Prompt:
For the records below, output each line exactly as it appears, from the first through the line with "type Err = uuid::Error;".

-=-=-=-=-

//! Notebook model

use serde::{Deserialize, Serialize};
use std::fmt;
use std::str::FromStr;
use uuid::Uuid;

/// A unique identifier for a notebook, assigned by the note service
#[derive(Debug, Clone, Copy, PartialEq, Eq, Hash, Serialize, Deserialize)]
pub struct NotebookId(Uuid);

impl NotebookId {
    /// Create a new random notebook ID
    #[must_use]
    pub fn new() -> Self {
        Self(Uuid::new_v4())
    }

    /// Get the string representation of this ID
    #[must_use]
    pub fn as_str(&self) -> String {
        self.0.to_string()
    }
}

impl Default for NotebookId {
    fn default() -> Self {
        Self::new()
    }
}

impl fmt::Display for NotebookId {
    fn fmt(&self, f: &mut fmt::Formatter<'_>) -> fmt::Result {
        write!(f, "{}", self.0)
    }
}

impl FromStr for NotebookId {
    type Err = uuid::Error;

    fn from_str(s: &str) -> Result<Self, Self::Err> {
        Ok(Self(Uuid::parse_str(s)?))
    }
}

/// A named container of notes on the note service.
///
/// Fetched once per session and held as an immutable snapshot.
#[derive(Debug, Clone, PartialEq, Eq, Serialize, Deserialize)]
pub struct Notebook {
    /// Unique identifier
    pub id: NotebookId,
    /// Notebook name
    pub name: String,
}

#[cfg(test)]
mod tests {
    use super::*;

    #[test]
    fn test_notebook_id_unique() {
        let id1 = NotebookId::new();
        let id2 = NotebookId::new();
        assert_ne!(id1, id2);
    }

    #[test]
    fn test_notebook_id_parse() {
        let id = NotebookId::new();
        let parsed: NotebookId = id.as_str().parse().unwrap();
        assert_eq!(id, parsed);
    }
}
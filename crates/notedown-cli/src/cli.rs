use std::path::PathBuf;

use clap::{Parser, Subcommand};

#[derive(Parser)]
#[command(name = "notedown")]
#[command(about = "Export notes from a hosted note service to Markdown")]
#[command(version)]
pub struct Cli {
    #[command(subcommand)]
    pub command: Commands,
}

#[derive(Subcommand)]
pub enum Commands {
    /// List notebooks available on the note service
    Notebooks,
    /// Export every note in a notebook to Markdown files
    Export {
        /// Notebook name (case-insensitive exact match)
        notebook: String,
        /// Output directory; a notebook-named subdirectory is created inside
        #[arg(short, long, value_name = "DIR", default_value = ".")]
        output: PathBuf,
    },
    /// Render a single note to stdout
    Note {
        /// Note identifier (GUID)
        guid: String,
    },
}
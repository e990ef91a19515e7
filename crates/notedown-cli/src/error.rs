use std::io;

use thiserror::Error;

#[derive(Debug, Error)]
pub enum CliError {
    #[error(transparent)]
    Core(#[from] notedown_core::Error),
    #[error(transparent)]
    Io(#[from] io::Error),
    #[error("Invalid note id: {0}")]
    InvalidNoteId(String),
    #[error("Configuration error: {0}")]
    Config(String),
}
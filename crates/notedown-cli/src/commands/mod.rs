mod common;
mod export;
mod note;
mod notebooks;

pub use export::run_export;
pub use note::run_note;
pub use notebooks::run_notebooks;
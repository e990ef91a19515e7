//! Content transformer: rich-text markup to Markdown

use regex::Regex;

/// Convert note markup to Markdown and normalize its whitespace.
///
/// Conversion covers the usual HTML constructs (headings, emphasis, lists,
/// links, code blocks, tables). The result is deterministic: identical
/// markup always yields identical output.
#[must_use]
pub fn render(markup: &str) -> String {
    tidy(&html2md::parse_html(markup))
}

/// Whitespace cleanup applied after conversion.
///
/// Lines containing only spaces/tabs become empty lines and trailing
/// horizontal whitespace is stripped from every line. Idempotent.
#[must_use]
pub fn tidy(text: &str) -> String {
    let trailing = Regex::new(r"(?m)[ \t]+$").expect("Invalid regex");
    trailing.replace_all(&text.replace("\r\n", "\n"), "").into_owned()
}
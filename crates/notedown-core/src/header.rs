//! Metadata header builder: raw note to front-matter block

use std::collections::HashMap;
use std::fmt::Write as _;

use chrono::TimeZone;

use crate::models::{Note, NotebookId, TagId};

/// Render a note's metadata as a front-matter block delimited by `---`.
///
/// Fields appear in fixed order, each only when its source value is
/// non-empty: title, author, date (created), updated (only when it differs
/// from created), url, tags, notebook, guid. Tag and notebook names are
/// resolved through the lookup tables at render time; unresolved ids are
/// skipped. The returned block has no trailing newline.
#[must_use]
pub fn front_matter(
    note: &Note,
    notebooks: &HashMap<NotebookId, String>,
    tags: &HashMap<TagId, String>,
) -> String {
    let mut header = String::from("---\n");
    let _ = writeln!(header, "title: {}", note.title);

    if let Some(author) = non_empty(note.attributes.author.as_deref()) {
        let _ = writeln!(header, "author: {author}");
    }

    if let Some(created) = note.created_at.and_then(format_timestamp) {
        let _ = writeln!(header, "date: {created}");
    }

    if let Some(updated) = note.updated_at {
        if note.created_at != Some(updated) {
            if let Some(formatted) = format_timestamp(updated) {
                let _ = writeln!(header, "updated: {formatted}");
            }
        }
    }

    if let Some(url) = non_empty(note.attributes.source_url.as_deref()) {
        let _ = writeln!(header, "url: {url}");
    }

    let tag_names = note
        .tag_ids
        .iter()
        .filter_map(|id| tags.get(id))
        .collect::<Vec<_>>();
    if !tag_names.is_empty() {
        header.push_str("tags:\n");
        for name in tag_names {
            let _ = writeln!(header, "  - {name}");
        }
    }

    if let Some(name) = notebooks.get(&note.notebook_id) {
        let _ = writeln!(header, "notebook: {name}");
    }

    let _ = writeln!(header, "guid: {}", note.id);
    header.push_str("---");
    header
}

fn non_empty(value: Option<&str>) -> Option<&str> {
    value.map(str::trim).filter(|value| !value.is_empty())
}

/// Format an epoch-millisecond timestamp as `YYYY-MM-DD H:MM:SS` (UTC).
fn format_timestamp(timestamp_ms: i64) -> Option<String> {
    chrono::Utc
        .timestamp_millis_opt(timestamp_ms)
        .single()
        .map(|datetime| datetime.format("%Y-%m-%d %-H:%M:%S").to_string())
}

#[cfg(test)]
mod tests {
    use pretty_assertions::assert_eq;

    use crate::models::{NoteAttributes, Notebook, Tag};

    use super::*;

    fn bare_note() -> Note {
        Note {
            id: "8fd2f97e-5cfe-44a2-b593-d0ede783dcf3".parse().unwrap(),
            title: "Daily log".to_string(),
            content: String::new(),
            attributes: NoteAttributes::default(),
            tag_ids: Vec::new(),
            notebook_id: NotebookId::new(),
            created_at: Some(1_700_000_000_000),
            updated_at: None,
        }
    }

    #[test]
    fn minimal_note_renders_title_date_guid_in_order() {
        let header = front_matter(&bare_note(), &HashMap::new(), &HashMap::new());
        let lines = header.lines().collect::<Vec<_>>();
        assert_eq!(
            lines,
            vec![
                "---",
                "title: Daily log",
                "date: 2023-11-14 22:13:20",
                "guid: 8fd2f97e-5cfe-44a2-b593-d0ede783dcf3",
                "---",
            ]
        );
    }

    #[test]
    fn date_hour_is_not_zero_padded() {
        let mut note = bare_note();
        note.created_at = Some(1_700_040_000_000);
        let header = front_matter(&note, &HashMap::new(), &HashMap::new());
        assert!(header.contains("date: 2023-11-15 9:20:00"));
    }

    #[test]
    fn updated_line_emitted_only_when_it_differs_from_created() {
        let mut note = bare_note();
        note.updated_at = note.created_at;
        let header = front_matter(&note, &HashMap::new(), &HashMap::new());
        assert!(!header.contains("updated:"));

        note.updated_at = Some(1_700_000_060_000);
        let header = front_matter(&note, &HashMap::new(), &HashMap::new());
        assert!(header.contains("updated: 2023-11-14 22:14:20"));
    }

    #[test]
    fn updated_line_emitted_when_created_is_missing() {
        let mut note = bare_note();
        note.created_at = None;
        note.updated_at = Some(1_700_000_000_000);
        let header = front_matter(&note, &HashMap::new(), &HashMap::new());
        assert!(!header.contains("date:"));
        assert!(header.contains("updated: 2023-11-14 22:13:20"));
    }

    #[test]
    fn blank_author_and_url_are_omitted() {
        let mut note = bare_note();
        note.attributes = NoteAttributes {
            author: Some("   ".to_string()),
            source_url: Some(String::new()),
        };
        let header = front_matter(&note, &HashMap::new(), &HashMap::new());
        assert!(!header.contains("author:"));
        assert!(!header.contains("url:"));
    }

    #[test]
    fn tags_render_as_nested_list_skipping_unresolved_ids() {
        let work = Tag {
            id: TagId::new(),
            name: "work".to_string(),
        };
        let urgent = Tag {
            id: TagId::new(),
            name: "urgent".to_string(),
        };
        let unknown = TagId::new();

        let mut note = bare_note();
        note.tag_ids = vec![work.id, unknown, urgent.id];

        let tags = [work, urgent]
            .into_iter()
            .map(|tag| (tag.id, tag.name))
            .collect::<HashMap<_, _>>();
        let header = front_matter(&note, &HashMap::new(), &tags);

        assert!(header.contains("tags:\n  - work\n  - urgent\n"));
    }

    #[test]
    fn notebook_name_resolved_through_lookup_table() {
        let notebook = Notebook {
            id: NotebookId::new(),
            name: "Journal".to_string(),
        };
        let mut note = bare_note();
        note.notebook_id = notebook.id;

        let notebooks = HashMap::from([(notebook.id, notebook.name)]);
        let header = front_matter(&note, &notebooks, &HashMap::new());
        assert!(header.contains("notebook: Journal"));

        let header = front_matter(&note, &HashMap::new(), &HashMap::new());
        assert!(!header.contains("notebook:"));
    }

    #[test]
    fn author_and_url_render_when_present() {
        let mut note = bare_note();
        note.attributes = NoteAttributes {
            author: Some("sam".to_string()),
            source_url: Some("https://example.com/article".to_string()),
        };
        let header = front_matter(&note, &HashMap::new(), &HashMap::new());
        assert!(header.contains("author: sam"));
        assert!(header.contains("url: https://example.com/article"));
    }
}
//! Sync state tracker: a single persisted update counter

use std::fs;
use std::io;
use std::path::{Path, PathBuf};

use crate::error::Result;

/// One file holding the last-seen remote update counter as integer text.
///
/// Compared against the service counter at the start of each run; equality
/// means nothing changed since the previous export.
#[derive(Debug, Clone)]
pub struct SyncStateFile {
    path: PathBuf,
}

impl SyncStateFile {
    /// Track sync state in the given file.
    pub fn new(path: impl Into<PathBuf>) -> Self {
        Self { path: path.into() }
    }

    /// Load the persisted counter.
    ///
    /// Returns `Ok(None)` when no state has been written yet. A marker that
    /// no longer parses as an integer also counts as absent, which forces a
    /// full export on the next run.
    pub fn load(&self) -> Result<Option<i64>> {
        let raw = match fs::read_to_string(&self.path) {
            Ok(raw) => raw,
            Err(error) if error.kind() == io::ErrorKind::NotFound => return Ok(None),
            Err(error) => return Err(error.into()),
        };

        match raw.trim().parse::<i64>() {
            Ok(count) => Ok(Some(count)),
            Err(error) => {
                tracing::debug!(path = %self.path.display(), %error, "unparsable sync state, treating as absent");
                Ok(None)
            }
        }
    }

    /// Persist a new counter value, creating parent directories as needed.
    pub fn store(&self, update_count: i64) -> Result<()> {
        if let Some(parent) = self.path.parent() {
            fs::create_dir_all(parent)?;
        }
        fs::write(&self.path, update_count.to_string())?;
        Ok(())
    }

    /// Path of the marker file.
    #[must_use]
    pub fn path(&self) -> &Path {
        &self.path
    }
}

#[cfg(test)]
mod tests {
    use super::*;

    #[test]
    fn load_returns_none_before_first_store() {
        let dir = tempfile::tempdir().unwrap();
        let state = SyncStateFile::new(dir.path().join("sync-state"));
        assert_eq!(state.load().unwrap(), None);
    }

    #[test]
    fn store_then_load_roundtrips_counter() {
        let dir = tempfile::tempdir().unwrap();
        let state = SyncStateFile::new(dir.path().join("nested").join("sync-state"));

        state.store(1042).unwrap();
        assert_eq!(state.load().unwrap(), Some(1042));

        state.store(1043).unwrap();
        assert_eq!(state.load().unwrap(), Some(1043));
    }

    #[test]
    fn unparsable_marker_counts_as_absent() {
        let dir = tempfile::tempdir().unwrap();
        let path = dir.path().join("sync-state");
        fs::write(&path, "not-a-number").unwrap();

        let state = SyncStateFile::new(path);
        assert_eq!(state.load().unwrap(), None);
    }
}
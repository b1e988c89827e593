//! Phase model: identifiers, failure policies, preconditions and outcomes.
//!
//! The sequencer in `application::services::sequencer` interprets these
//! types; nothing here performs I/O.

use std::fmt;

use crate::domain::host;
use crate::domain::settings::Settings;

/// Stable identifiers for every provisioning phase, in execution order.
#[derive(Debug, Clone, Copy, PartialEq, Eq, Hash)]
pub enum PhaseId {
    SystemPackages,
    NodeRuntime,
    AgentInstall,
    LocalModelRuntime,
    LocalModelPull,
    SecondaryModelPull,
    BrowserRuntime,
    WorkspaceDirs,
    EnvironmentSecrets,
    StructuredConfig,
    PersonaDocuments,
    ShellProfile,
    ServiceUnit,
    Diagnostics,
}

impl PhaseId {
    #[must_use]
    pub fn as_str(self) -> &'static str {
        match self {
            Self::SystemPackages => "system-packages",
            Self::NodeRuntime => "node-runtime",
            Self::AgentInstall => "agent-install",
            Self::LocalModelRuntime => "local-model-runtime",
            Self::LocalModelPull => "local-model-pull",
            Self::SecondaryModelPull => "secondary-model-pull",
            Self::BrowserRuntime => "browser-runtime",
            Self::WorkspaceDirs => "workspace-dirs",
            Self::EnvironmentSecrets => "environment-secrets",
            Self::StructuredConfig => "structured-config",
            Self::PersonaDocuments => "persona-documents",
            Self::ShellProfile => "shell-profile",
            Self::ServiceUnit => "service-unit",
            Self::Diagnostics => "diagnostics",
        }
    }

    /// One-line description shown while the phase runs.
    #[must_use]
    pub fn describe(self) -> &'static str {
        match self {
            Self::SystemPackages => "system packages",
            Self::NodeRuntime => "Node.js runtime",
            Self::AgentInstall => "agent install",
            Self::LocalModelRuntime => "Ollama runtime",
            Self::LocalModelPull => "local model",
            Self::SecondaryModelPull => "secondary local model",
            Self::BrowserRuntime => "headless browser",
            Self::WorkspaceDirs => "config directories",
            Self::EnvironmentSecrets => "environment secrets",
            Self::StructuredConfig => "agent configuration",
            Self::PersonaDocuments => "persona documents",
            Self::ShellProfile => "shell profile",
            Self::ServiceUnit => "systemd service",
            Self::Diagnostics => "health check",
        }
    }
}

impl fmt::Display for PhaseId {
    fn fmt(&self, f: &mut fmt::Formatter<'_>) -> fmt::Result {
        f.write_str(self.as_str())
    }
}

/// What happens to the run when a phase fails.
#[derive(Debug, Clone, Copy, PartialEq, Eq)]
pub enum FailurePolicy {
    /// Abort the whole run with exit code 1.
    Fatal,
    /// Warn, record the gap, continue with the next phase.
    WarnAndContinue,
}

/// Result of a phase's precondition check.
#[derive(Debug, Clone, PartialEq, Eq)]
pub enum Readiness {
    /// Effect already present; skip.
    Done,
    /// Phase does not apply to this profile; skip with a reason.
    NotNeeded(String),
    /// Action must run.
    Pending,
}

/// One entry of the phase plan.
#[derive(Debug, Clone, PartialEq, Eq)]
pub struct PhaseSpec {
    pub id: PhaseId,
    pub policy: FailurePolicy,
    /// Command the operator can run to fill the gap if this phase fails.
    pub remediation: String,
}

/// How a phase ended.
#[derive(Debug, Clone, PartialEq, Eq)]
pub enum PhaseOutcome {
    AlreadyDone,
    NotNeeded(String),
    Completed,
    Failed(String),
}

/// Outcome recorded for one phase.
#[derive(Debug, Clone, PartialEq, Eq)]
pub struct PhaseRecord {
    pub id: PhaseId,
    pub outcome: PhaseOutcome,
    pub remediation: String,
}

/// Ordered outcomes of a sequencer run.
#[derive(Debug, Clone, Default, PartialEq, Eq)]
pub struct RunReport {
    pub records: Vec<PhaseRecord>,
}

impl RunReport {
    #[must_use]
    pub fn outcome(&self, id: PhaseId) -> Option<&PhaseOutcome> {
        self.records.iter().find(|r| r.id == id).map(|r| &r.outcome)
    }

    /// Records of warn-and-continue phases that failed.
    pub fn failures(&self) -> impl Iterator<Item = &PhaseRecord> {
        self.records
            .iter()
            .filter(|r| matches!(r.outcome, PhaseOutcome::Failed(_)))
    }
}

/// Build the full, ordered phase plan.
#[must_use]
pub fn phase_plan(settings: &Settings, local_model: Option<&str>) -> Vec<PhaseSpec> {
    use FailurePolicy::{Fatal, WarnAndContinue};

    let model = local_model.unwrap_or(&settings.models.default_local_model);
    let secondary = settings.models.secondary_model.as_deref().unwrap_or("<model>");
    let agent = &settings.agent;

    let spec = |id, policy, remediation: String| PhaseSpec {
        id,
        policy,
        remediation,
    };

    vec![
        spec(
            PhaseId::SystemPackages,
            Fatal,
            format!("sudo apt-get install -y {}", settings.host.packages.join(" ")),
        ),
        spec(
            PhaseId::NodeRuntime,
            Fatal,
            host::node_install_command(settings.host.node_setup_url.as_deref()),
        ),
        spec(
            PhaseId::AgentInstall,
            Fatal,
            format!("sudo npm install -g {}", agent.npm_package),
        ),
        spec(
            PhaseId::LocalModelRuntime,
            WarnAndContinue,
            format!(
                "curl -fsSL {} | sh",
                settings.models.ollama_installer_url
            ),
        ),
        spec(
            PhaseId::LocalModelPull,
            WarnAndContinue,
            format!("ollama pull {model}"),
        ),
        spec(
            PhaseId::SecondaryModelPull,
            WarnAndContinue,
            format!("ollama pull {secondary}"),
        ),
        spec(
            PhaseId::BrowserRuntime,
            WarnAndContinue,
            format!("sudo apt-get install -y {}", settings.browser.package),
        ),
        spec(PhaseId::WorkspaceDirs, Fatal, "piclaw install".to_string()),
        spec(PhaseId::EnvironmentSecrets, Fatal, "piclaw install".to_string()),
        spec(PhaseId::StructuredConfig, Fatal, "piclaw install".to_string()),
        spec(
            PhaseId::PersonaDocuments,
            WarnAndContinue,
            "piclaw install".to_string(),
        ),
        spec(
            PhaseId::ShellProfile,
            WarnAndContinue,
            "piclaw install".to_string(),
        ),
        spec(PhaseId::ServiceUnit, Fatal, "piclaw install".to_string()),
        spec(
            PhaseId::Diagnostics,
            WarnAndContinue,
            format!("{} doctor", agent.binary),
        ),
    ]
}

-=-=-=-=-

Exercise answer:
//! Notebook model

use serde::{Deserialize, Serialize};
use std::fmt;
use std::str::FromStr;
use uuid::Uuid;

/// A unique identifier for a notebook, assigned by the note service
#[derive(Debug, Clone, Copy, PartialEq, Eq, Hash, Serialize, Deserialize)]
pub struct NotebookId(Uuid);

impl NotebookId {
    /// Create a new random notebook ID
    #[must_use]
    pub fn new() -> Self {
        Self(Uuid::new_v4())
    }

    /// Get the string representation of this ID
    #[must_use]
    pub fn as_str(&self) -> String {
        self.0.to_string()
    }
}

impl Default for NotebookId {
    fn default() -> Self {
        Self::new()
    }
}

impl fmt::Display for NotebookId {
    fn fmt(&self, f: &mut fmt::Formatter<'_>) -> fmt::Result {
        write!(f, "{}", self.0)
    }
}

impl FromStr for NotebookId {
    type Err = uuid::Error;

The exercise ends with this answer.